The use of the term “place pitch”
has nevertheless become quite widespread, and as long as this term is used
consistently and its meaning is clear, such usage, although in our opinion not
ideal, is nevertheless defensible. Perhaps more worrying is the fact that one
can still find articles in the cochlear implant literature that simply equate
the term “pitch” with place of cochlear stimulation, without any reference to
temporal coding or further qualification. Given the crucial role temporal
discharge patterns play in generating musical pitch, that
is simply wrong.
With the concepts of “place pitch”
and “periodicity pitch” now clear and fresh in our minds, let us return to the
question of why pitch perception is generally poor in cochlear implant
recipients, and what might be done to improve it. An inability to appreciate
musical melody is one of the most common complaints of implantees,
although their ability to appreciate musical rhythms is very good. (On the
book’s website you can find examples of noise vocoded
pieces of music, which may give you an impression of what music might sound
like through a cochlear implant <flag>). Furthermore, speakers of tonal languages,
such as Mandarin, find it harder to obtain good speech recognition results with
cochlear implants (Ciocca et al., 2002). However,
melody appreciation through electrical hearing is bound to stay poor unless the
technology evolves to deliver more detailed temporal fine structure information
about a sound’s periodicity. Indeed, a number of experimental speech processor
strategies are being developed and tested, which aim to boost temporal
information by increasing the signals’ depth of modulation, as well as
synchronizing stimulus pulses relative to the sound’s fundamental frequency
across all electrode channels (Vandali et al., 2005).

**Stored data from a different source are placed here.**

//! Anthropic Messages API adapter.
//!
//! System messages are hoisted into the dedicated `system` request field;
//! tool calls arrive as `tool_use` content blocks with structured input, and
//! tool results go back as `tool_result` blocks on a user message.

use async_trait::async_trait;
use serde_json::{json, Value};
use tracing::debug;

use marshal_runtime::config::SamplingOptions;
use marshal_runtime::message::Message;
use marshal_runtime::provider::{Provider, ProviderError, ProviderTurn, StopReason, TokenUsage};
use marshal_runtime::tool::{ToolCall, ToolDescriptor};

pub const DEFAULT_MODEL: &str = "claude-sonnet-4-20250514";

pub struct AnthropicProvider {
    client: reqwest::Client,
    api_key: String,
    model: String,
    base_url: String,
}

impl AnthropicProvider {
    pub fn new(api_key: String, model: String, base_url: String) -> Self {
        Self {
            client: reqwest::Client::new(),
            api_key,
            model,
            base_url,
        }
    }

    pub fn with_defaults(api_key: String) -> Self {
        Self::new(
            api_key,
            DEFAULT_MODEL.to_string(),
            "https://api.anthropic.com".to_string(),
        )
    }

    fn build_request_body(
        model: &str,
        messages: &[Message],
        tools: &[ToolDescriptor],
        sampling: &SamplingOptions,
    ) -> Value {
        // System messages are hoisted into the dedicated field.
        let system: Vec<&str> = messages
            .iter()
            .filter_map(|m| match m {
                Message::System(text) => Some(text.as_str()),
                _ => None,
            })
            .collect();

        let api_messages: Vec<Value> = messages
            .iter()
            .filter_map(|m| match m {
                Message::System(_) => None,
                Message::User(text) => Some(json!({
                    "role": "user",
                    "content": text,
                })),
                Message::Assistant(content) => {
                    let mut blocks: Vec<Value> = Vec::new();
                    if let Some(text) = &content.text {
                        blocks.push(json!({"type": "text", "text": text}));
                    }
                    for tc in &content.tool_calls {
                        blocks.push(json!({
                            "type": "tool_use",
                            "id": tc.id,
                            "name": tc.name,
                            "input": tc.arguments,
                        }));
                    }
                    Some(json!({
                        "role": "assistant",
                        "content": blocks,
                    }))
                }
                Message::Tool(outcome) => Some(json!({
                    "role": "user",
                    "content": [{
                        "type": "tool_result",
                        "tool_use_id": outcome.call_id,
                        "content": outcome.content,
                        "is_error": outcome.is_error,
                    }],
                })),
            })
            .collect();

        let mut body = json!({
            "model": model,
            "messages": api_messages,
            "temperature": sampling.temperature,
            "max_tokens": sampling.max_tokens,
        });

        if !system.is_empty() {
            body["system"] = json!(system.join("\n\n"));
        }
        if !tools.is_empty() {
            let api_tools: Vec<Value> = tools
                .iter()
                .map(|t| {
                    json!({
                        "name": t.name,
                        "description": t.description,
                        "input_schema": t.input_schema,
                    })
                })
                .collect();
            body["tools"] = json!(api_tools);
        }

        body
    }

    fn parse_response(resp: &Value) -> Result<ProviderTurn, ProviderError> {
        let blocks = resp["content"]
            .as_array()
            .ok_or_else(|| ProviderError::Decode("missing content array".into()))?;

        let mut text_parts: Vec<&str> = Vec::new();
        let mut tool_calls: Vec<ToolCall> = Vec::new();

        for block in blocks {
            match block["type"].as_str() {
                Some("text") => {
                    if let Some(t) = block["text"].as_str() {
                        text_parts.push(t);
                    }
                }
                Some("tool_use") => {
                    let id = block["id"]
                        .as_str()
                        .ok_or_else(|| ProviderError::Decode("tool_use block missing id".into()))?;
                    let name = block["name"].as_str().ok_or_else(|| {
                        ProviderError::Decode("tool_use block missing name".into())
                    })?;
                    tool_calls.push(ToolCall {
                        id: id.to_string(),
                        name: name.to_string(),
                        arguments: block["input"].clone(),
                    });
                }
                _ => {}
            }
        }

        let stop_reason = match resp["stop_reason"].as_str() {
            Some("tool_use") => StopReason::ToolUse,
            Some("max_tokens") => StopReason::MaxTokens,
            Some("stop_sequence") => StopReason::StopSequence,
            _ => StopReason::EndTurn,
        };

        Ok(ProviderTurn {
            text: text_parts.join(""),
            tool_calls,
            stop_reason,
            usage: TokenUsage {
                input_tokens: resp["usage"]["input_tokens"].as_u64().unwrap_or(0),
                output_tokens: resp["usage"]["output_tokens"].as_u64().unwrap_or(0),
            },
        })
    }
}

#[async_trait]
impl Provider for AnthropicProvider {
    async fn converse(
        &self,
        messages: &[Message],
        tools: &[ToolDescriptor],
        sampling: &SamplingOptions,
    ) -> Result<ProviderTurn, ProviderError> {
        let url = format!("{}/v1/messages", self.base_url);
        let body = Self::build_request_body(&self.model, messages, tools, sampling);

        debug!(model = %self.model, url = %url, "Anthropic request");

        let response = self
            .client
            .post(&url)
            .header("x-api-key", &self.api_key)
            .header("anthropic-version", "2023-06-01")
            .header("Content-Type", "application/json")
            .json(&body)
            .send()
            .await
            .map_err(|e| ProviderError::Transport(e.to_string()))?;

        let status = response.status().as_u16();
        if status == 401 {
            return Err(ProviderError::Auth);
        }
        if status == 429 {
            let retry_after = response
                .headers()
                .get("retry-after")
                .and_then(|v| v.to_str().ok())
                .and_then(|v| v.parse().ok())
                .unwrap_or(30);
            return Err(ProviderError::RateLimited {
                retry_after_secs: retry_after,
            });
        }
        if status != 200 {
            let message = response.text().await.unwrap_or_default();
            return Err(ProviderError::Api { status, message });
        }

        let resp: Value = response
            .json()
            .await
            .map_err(|e| ProviderError::Decode(e.to_string()))?;
        Self::parse_response(&resp)
    }

    fn name(&self) -> &str {
        "anthropic"
    }
}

These do seem to produce a statistically significant but nevertheless modest
improvement over conventional speech processing algorithms.

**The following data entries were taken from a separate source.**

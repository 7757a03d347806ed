//! MCP client implementation.
//!
//! Speaks to one server over a pluggable transport: performs the initialize
//! handshake, discovers tools, and invokes them via `tools/call`.

use std::collections::HashMap;

use serde_json::Value;
use tokio::sync::Mutex;
use tracing::{debug, info};

use marshal_core::{McpServerDecl, TransportKind};
use marshal_runtime::tool::ToolDescriptor;

use crate::error::McpError;
use crate::transport::{McpTransport, SubprocessTransport};
use crate::types::*;

struct ClientState {
    transport: Box<dyn McpTransport>,
    next_id: i64,
}

/// An MCP client bound to one server.
///
/// Tool discovery happens once at connect time; invocation is serialized per
/// client (one request/response in flight at a time).
pub struct McpClient {
    server_name: String,
    state: Mutex<ClientState>,
    tools: HashMap<String, ToolInfo>,
}

impl McpClient {
    /// Connect over an established transport: handshake, then discovery.
    pub async fn connect(
        transport: Box<dyn McpTransport>,
        server_name: impl Into<String>,
    ) -> Result<Self, McpError> {
        let mut client = Self {
            server_name: server_name.into(),
            state: Mutex::new(ClientState {
                transport,
                next_id: 1,
            }),
            tools: HashMap::new(),
        };

        client.initialize().await?;
        client.discover_tools().await?;
        Ok(client)
    }

    /// Spawn and connect the server a config declaration describes.
    /// Disabled servers are never spawned.
    pub async fn from_decl(decl: &McpServerDecl) -> Result<Self, McpError> {
        if !decl.enabled {
            return Err(McpError::ServerUnavailable(format!(
                "server '{}' is disabled",
                decl.name
            )));
        }
        match decl.transport {
            TransportKind::Stdio => {
                let transport = SubprocessTransport::from_decl(decl)?;
                Self::connect(Box::new(transport), decl.name.clone()).await
            }
        }
    }

    pub fn server_name(&self) -> &str {
        &self.server_name
    }

    /// Send a JSON-RPC request and wait for its response, skipping any
    /// server-initiated notifications in between.
    async fn request(&self, method: &str, params: Option<Value>) -> Result<JsonRpcResponse, McpError> {
        let mut state = self.state.lock().await;

        let id = state.next_id;
        state.next_id += 1;

        let request = JsonRpcRequest::new(RpcId::Number(id), method, params);
        let json = serde_json::to_string(&request)?;

        debug!(method = %method, id = id, "sending request");
        state.transport.send(&json).await?;

        loop {
            let line = state.transport.receive().await?.ok_or_else(|| {
                McpError::ServerUnavailable("connection closed mid-request".to_string())
            })?;

            let value: Value = serde_json::from_str(&line)?;
            if value.get("id").is_none() {
                debug!("skipping server notification");
                continue;
            }
            return Ok(serde_json::from_value(value)?);
        }
    }

    /// Send a JSON-RPC notification (no response expected).
    async fn notify(&self, method: &str, params: Option<Value>) -> Result<(), McpError> {
        let notification = JsonRpcNotification::new(method, params);
        let json = serde_json::to_string(&notification)?;
        let mut state = self.state.lock().await;
        state.transport.send(&json).await
    }

    /// Perform the MCP initialization handshake.
    async fn initialize(&mut self) -> Result<(), McpError> {
        let params = serde_json::json!({
            "protocolVersion": PROTOCOL_VERSION,
            "capabilities": {},
            "clientInfo": {
                "name": "marshal-mcp-client",
                "version": env!("CARGO_PKG_VERSION")
            }
        });

        let resp = self.request("initialize", Some(params)).await?;
        if let Some(err) = resp.error {
            return Err(McpError::ServerUnavailable(err.message));
        }

        self.notify("notifications/initialized", None).await?;

        info!(server = %self.server_name, "MCP client initialized");
        Ok(())
    }

    /// Discover available tools from the server.
    async fn discover_tools(&mut self) -> Result<(), McpError> {
        let resp = self.request("tools/list", None).await?;
        if let Some(err) = resp.error {
            return Err(McpError::ServerUnavailable(err.message));
        }

        let result: ListToolsResult = serde_json::from_value(
            resp.result
                .ok_or_else(|| McpError::InvalidParams("missing result".to_string()))?,
        )?;

        self.tools.clear();
        for tool in result.tools {
            debug!(name = %tool.name, "discovered tool");
            self.tools.insert(tool.name.clone(), tool);
        }

        info!(server = %self.server_name, count = self.tools.len(), "tool discovery complete");
        Ok(())
    }

    /// Call a tool on the remote server.
    pub async fn call_tool(&self, name: &str, arguments: Value) -> Result<CallToolResult, McpError> {
        let params = serde_json::json!({
            "name": name,
            "arguments": arguments,
        });

        let resp = self.request("tools/call", Some(params)).await?;
        if let Some(err) = resp.error {
            return Err(McpError::ToolExecution(err.message));
        }

        let result: CallToolResult = serde_json::from_value(
            resp.result
                .ok_or_else(|| McpError::InvalidParams("missing result".to_string()))?,
        )?;

        Ok(result)
    }

    /// The list of discovered tool descriptors, for the catalog.
    pub fn tool_descriptors(&self) -> Vec<ToolDescriptor> {
        self.tools
            .values()
            .cloned()
            .map(ToolDescriptor::from)
            .collect()
    }

    /// The list of discovered tool info objects.
    pub fn tool_infos(&self) -> Vec<&ToolInfo> {
        self.tools.values().collect()
    }
}


#[cfg(test)]
mod tests {
    use super::test_support::connected_client;
    use super::*;

    #[tokio::test]
    async fn test_connect_discovers_tools() {
        let client = connected_client().await;
        assert_eq!(client.server_name(), "fake-server");

        let descriptors = client.tool_descriptors();
        assert_eq!(descriptors.len(), 1);
        assert_eq!(descriptors[0].name, "web_search");
    }

    #[tokio::test]
    async fn test_call_tool_returns_ordered_blocks() {
        let client = connected_client().await;
        let result = client
            .call_tool("web_search", serde_json::json!({"query": "rust"}))
            .await
            .unwrap();

        assert!(!result.is_error);
        assert_eq!(result.content.len(), 3);
        assert!(matches!(result.content[0], ToolContent::Text { .. }));
        assert!(matches!(result.content[1], ToolContent::Blob { .. }));
    }

    #[tokio::test]
    async fn test_call_tool_maps_is_error() {
        let client = connected_client().await;
        let result = client
            .call_tool("failing_tool", serde_json::json!({}))
            .await
            .unwrap();
        assert!(result.is_error);
    }

    #[tokio::test]
    async fn test_disabled_server_never_spawned() {
        let decl = McpServerDecl {
            name: "disabled".to_string(),
            transport: TransportKind::Stdio,
            command: "does-not-exist".to_string(),
            args: vec![],
            enabled: false,
        };
        let err = match McpClient::from_decl(&decl).await {
            Ok(_) => panic!("expected disabled server to not be spawned"),
            Err(e) => e,
        };
        assert!(matches!(err, McpError::ServerUnavailable(_)));
    }
}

What exactly needs to be done to
achieve good periodicity pitch coding in cochlear implants remains somewhat
uncertain. As we mentioned earlier, electrical stimulation of the cochlea with
regular pulse trains of increasing frequency from 50 to 300 Hz produces a
sensation of increasing pitch (McKay, 2004; Shannon, 1983), but unfortunately, increasing
the pulse rates beyond 500 Hz usually does not increase the perceived pitch
further (Moore & Carlyon, 2005). In contrast, as we saw in chapter 3, the
normal (“periodicity”) pitch range of healthy adults extends up to about 4 kHz.

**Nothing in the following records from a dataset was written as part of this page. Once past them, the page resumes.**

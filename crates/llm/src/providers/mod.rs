pub mod anthropic;
pub mod ollama;
pub mod openai;

use std::sync::Arc;

use marshal_core::{ConfigError, Settings};
use marshal_runtime::Provider;

fn env_opt(key: &str) -> Option<String> {
    std::env::var(key).ok().filter(|s| !s.is_empty())
}

/// Create the configured provider adapter. API keys come from the
/// environment (call `marshal_core::config::load_dotenv()` first); an unknown
/// provider id or a missing key is a configuration error and the run never
/// starts.
pub fn create_provider(settings: &Settings) -> Result<Arc<dyn Provider>, ConfigError> {
    match settings.provider.as_str() {
        "anthropic" => {
            let api_key = env_opt("ANTHROPIC_API_KEY")
                .ok_or_else(|| ConfigError::Invalid("ANTHROPIC_API_KEY not set".into()))?;
            let model = settings
                .model
                .clone()
                .unwrap_or_else(|| anthropic::DEFAULT_MODEL.to_string());
            let base_url = env_opt("ANTHROPIC_BASE_URL")
                .unwrap_or_else(|| "https://api.anthropic.com".to_string());
            Ok(Arc::new(anthropic::AnthropicProvider::new(
                api_key, model, base_url,
            )))
        }
        "openai" => {
            let api_key = env_opt("OPENAI_API_KEY")
                .ok_or_else(|| ConfigError::Invalid("OPENAI_API_KEY not set".into()))?;
            let model = settings
                .model
                .clone()
                .unwrap_or_else(|| openai::DEFAULT_MODEL.to_string());
            let base_url = env_opt("OPENAI_BASE_URL")
                .unwrap_or_else(|| "https://api.openai.com".to_string());
            Ok(Arc::new(openai::OpenAiProvider::new(
                api_key, model, base_url,
            )))
        }
        "ollama" => {
            let url =
                env_opt("OLLAMA_URL").unwrap_or_else(|| "http://localhost:11434".to_string());
            let model = settings
                .model
                .clone()
                .unwrap_or_else(|| ollama::DEFAULT_MODEL.to_string());
            Ok(Arc::new(ollama::OllamaProvider::new(url, model)))
        }
        other => Err(ConfigError::Invalid(format!(
            "unknown LLM provider: '{}'",
            other
        ))),
    }
}

#[cfg(test)]
mod tests {
    use super::*;

    #[test]
    fn test_unknown_provider_rejected() {
        let settings = Settings {
            provider: "mystery".to_string(),
            ..Default::default()
        };
        let err = match create_provider(&settings) {
            Ok(_) => panic!("expected unknown provider to be rejected"),
            Err(e) => e,
        };
        assert!(matches!(err, ConfigError::Invalid(_)));
    }

    #[test]
    fn test_ollama_needs_no_api_key() {
        let settings = Settings {
            provider: "ollama".to_string(),
            ..Default::default()
        };
        let provider = create_provider(&settings).unwrap();
        assert_eq!(provider.name(), "ollama");
    }
}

Why is the limit of periodicity pitch that can be easily achieved with direct
electrical stimulation through cochlear implants so much lower than that
obtained with acoustic click-trains in the normal ear?
One possibility that was
considered, but discounted on the basis of psychoacoustical
evidence, is that the basal, and hence normally high-frequency, sites stimulated
by cochlear implants may simply not be as sensitive to temporal patterning in
the pitch range as their low frequency, apical neighbors (Carlyon & Deeks, 2002). One likely alternative explanation is that
electrical stimulation may produce an excessive level of synchronization of
activity in the auditory nerve, which prevents the transmission of temporal
fine structure at high rates. Recall that, in the normal ear, each inner hair
cell connects to about ten auditory nerve fibers, and hair cells sit so closely
packed that several hundred auditory nerve fibers would all effectively serve
more or less the same “frequency channel.” This group of several hundred fibers
operates according to the “volley principle,” that is, while they phase lock to
the acoustic signal, an individual auditory nerve fiber need not respond to
every period of the sound. If it skips the odd period, the periods it misses will
very likely be marked by the firing of some other nerve fiber that forms part
of the assembly. Being able to skip periods is important, because physiological
limitations such as refractoriness mean that no nerve fiber can ever fire
faster than 1,000 Hz, and few are able to maintain firing rates greater than a
few hundred hertz for prolonged periods. Consequently, the temporal encoding of
the periodicity of sounds with fundamental frequencies greater than a few
hundred hertz relies on effective operation of the volley principle, so that
nerve fibers can “take it in turns” to mark the individual periods. In other
words, while we want the nerve fibers to lock to the periodicity of the sound,
we do not want them to be synchronized to each other.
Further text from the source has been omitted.